Who is your hero?Gloria Steinem. Not because she is such a feminist icon, but because she has worked tirelessly over her entire career to make sure that gender bias is exposed and talked about. I had the great privilege of introducing her at an event two years ago and was so overwhelmed by what she has accomplished that I actually cried during my introduction.
What is your biggest pet peeve?Living in NYC, it has to be the people who walk down the street, texting or reading things on smartphones, oblivious to anyone else. They will walk right into you! On many occasions, I will stop and let them run into me rather than always being the one to veer out of the way. It works.
In a meeting with your peers is your phone on the table, in your pocket or purse, left at your desk or in your car?Usually on the table, face down. I take pride in being a good listener, and you really need to be able to see someone’s facial expressions to understand fully what they are saying.
What is your favorite kind of sandwich?Open-faced toasted peanut butter and banana and always with a cold glass of milk!
What is your usual bedtime?I’m still on my swim team schedule, I guess, because I go to bed at 9:30 and get up at 5:30. Old habits die hard!
Do you dance in the car?No, but I definitely have been known to sing at the top of my lungs!
University Alumni Spotlight:
Nancy Hill ‘79
Major while at Mount Union: Sociology
Original Hometown: Warren, PA
Current job title: President and CEO, American Association of Advertising Agencies (4A’s)
After 26 years working in agencies all over the country, I was offered an opportunity to run the largest trade association representing 80% of all advertising agencies in the United States.
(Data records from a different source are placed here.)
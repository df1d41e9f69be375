use enumset::EnumSet;
use log::{debug, trace};
use mime::APPLICATION_JSON;
use reqwest::{
    blocking::{Client, RequestBuilder},
    header::ACCEPT,
    StatusCode, Url,
};
use serde::{de::DeserializeOwned, Serialize};
use types::{
    combined::SignedBeaconBlock,
    config::SpecMap,
    containers::Fork,
    nonstandard::{BeaconBlockHeader, ValidatorId},
    primitives::{Epoch, ValidatorIndex},
};

use crate::{
    containers::{
        AttesterDuty, BeaconCommittee, BlockHeaderResponse, EthResponse, Genesis, ProposerDuty,
        SyncCommittee, ValidatorInfo,
    },
    deadline::Deadline,
    error::ApiError,
    ids::{BlockId, StateId},
    node::{BeaconNode, Capability},
};

/// A [`BeaconNode`] speaking the standard Eth Beacon Node API over HTTP.
///
/// Every request is bounded by the time left before `deadline`.
pub struct HttpBeaconNode {
    client: Client,
    base_url: Url,
    deadline: Deadline,
}

#[derive(Serialize)]
struct ValidatorsRequest<'ids> {
    ids: &'ids [ValidatorId],
}

impl BeaconNode for HttpBeaconNode {
    fn capabilities(&self) -> EnumSet<Capability> {
        EnumSet::all()
    }

    fn genesis(&self) -> Result<Genesis, ApiError> {
        self.get("/eth/v1/beacon/genesis", &[])
    }

    fn spec(&self) -> Result<SpecMap, ApiError> {
        self.get("/eth/v1/config/spec", &[])
    }

    fn fork_schedule(&self) -> Result<Vec<Fork>, ApiError> {
        self.get("/eth/v1/config/fork_schedule", &[])
    }

    fn validators(
        &self,
        state: StateId,
        ids: &[ValidatorId],
    ) -> Result<Vec<ValidatorInfo>, ApiError> {
        let path = format!("/eth/v1/beacon/states/{state}/validators");
        self.post(&path, &ValidatorsRequest { ids })
    }

    fn proposer_duties(&self, epoch: Epoch) -> Result<Vec<ProposerDuty>, ApiError> {
        self.get(&format!("/eth/v1/validator/duties/proposer/{epoch}"), &[])
    }

    fn attester_duties(
        &self,
        epoch: Epoch,
        indices: &[ValidatorIndex],
    ) -> Result<Vec<AttesterDuty>, ApiError> {
        let indices = indices.iter().map(ToString::to_string).collect::<Vec<_>>();
        self.post(&format!("/eth/v1/validator/duties/attester/{epoch}"), &indices)
    }

    fn beacon_committees(
        &self,
        state: StateId,
        epoch: Option<Epoch>,
    ) -> Result<Vec<BeaconCommittee>, ApiError> {
        let path = format!("/eth/v1/beacon/states/{state}/committees");
        self.get(&path, &epoch_query(epoch))
    }

    fn sync_committee(
        &self,
        state: StateId,
        epoch: Option<Epoch>,
    ) -> Result<SyncCommittee, ApiError> {
        let path = format!("/eth/v1/beacon/states/{state}/sync_committees");
        self.get(&path, &epoch_query(epoch))
    }

    fn signed_beacon_block(&self, block_id: BlockId) -> Result<Option<SignedBeaconBlock>, ApiError> {
        // Blocks carry their own `version` tag next to `data`, so the whole body is decoded.
        let url = self.url(&format!("/eth/v2/beacon/blocks/{block_id}"))?;
        self.send(self.client.get(url))
    }

    fn beacon_block_header(
        &self,
        block_id: BlockId,
    ) -> Result<Option<BeaconBlockHeader>, ApiError> {
        let url = self.url(&format!("/eth/v1/beacon/headers/{block_id}"))?;

        Ok(self
            .send::<EthResponse<BlockHeaderResponse>>(self.client.get(url))?
            .map(|response| response.data.into()))
    }
}

impl HttpBeaconNode {
    #[must_use]
    pub const fn new(client: Client, base_url: Url, deadline: Deadline) -> Self {
        Self {
            client,
            base_url,
            deadline,
        }
    }

    fn get<T: DeserializeOwned>(&self, path: &str, query: &[(&str, String)]) -> Result<T, ApiError> {
        let url = self.url(path)?;
        let request = self.client.get(url).query(query);
        self.send_expecting_content::<EthResponse<T>>(request)
            .map(|response| response.data)
    }

    fn post<T: DeserializeOwned>(&self, path: &str, body: &impl Serialize) -> Result<T, ApiError> {
        let url = self.url(path)?;
        let request = self.client.post(url).json(body);
        self.send_expecting_content::<EthResponse<T>>(request)
            .map(|response| response.data)
    }

    fn send_expecting_content<T: DeserializeOwned>(
        &self,
        request: RequestBuilder,
    ) -> Result<T, ApiError> {
        self.send(request)?.ok_or(ApiError::UnexpectedStatusCode {
            expected: StatusCode::OK,
            received: StatusCode::NOT_FOUND,
        })
    }

    /// Sends `request` and decodes the response body. HTTP 404 becomes `Ok(None)`.
    fn send<T: DeserializeOwned>(&self, request: RequestBuilder) -> Result<Option<T>, ApiError> {
        let request = match self.deadline.remaining()? {
            Some(timeout) => request.timeout(timeout),
            None => request,
        };

        let response = request.header(ACCEPT, APPLICATION_JSON.as_ref()).send()?;
        let status = response.status();

        debug!("{} responded with {status}", response.url());

        if status == StatusCode::NOT_FOUND {
            return Ok(None);
        }

        if status != StatusCode::OK {
            return Err(ApiError::UnexpectedStatusCode {
                expected: StatusCode::OK,
                received: status,
            });
        }

        let bytes = response.bytes()?;

        trace!("received {} bytes", bytes.len());

        serde_json::from_slice(&bytes)
            .map(Some)
            .map_err(ApiError::Malformed)
    }

    fn url(&self, path: &str) -> Result<Url, ApiError> {
        self.base_url.join(path).map_err(Into::into)
    }
}

fn epoch_query(epoch: Option<Epoch>) -> Vec<(&'static str, String)> {
    epoch
        .map(|epoch| ("epoch", epoch.to_string()))
        .into_iter()
        .collect()
}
We provide leadership, guidance and advocacy to the advertising agency community to help them build their business.
MY EXCEPTIONAL STORY
A Place to Grow Up
I was from a small town in western Pennsylvania and wanted to be close enough to go home, but far away enough to “grow up” away from my parents. I looked at many small, private colleges and universities, but Mount Union fit me perfectly.
Dr. Steve Kramer, faculty emeritus of psychology. At the time, he was one of the youngest professors, so I think there was a better understanding of how to motivate students—especially during the “directionless” 70s. He also started the Wilderness Experience in which I participated my junior year. It changed me forever; it taught me how to find strength I didn’t know I had and to truly understand how group dynamics work. This has helped me tremendously in my growth as a leader throughout my career.
Starting a Career
I was a marketing coordinator for Loran, a small blank tape company that, at the time, was trying to compete with TDK and Maxell. When Lorain was hiring, the only requirement was a liberal arts education. When the product ultimately failed in the marketplace, my boss suggested looking at advertising agencies for my next position. I did and have enjoyed this career for more than 30 years.
During my time at Mount Union, I interned with the Ohio Youth Commission as a halfway house for “incorrigible” young girls. These young girls had either run away from home, had drug problems or were otherwise deemed “at risk.” It was eye-opening, to say the least.
I was on the swim team all four years. Many people don’t know this, but Larry Kehres was the men’s swimming coach when there wasn’t a coach in the 70s. Since the men’s and women’s seasons were different, he hired a member of the women’s team as assistant coach to help him. My senior year, I was his assistant coach. I was also in Alpha Chi Omega and served on the Judicial Board.
Preparing for Life After College
A Mount Union education forces you to learn to feed your curiosity. Curiosity and a hunger for learning have kept me on the cutting edge of technology, media and entertainment. In the advertising business, this knowledge is essential in helping businesses solve their communication needs through creative messages and understanding the channels that will be most successful in delivering those messages.
Living on Campus
I lived in Ketcham my freshman year, McMaster my sophomore year and Elliot my junior and senior years. Elliot had not been remodeled yet and my roommate and I enjoyed what was known as the “triple” room. One very strong memory is the day I came back to the room to find my roommate holding a vigil for the band Lynyrd Skynyrd as they had just been killed in a plane crash.
Thanks to Facebook and other social media channels, I have recently reconnected with many of my friends from Mount Union. Last summer I married Mark Schaefer, who graduated with me from Mount Union. We reconnected five years ago, struck up a friendship and now we live together in New York City.
I volunteer with an organization called People Helping People that is focused on providing education to the residents of Andean villages in northern Ecuador. In 10 years, we have built six schools and provided scholarships for more than 800 high school and university students. I would like to see that number double.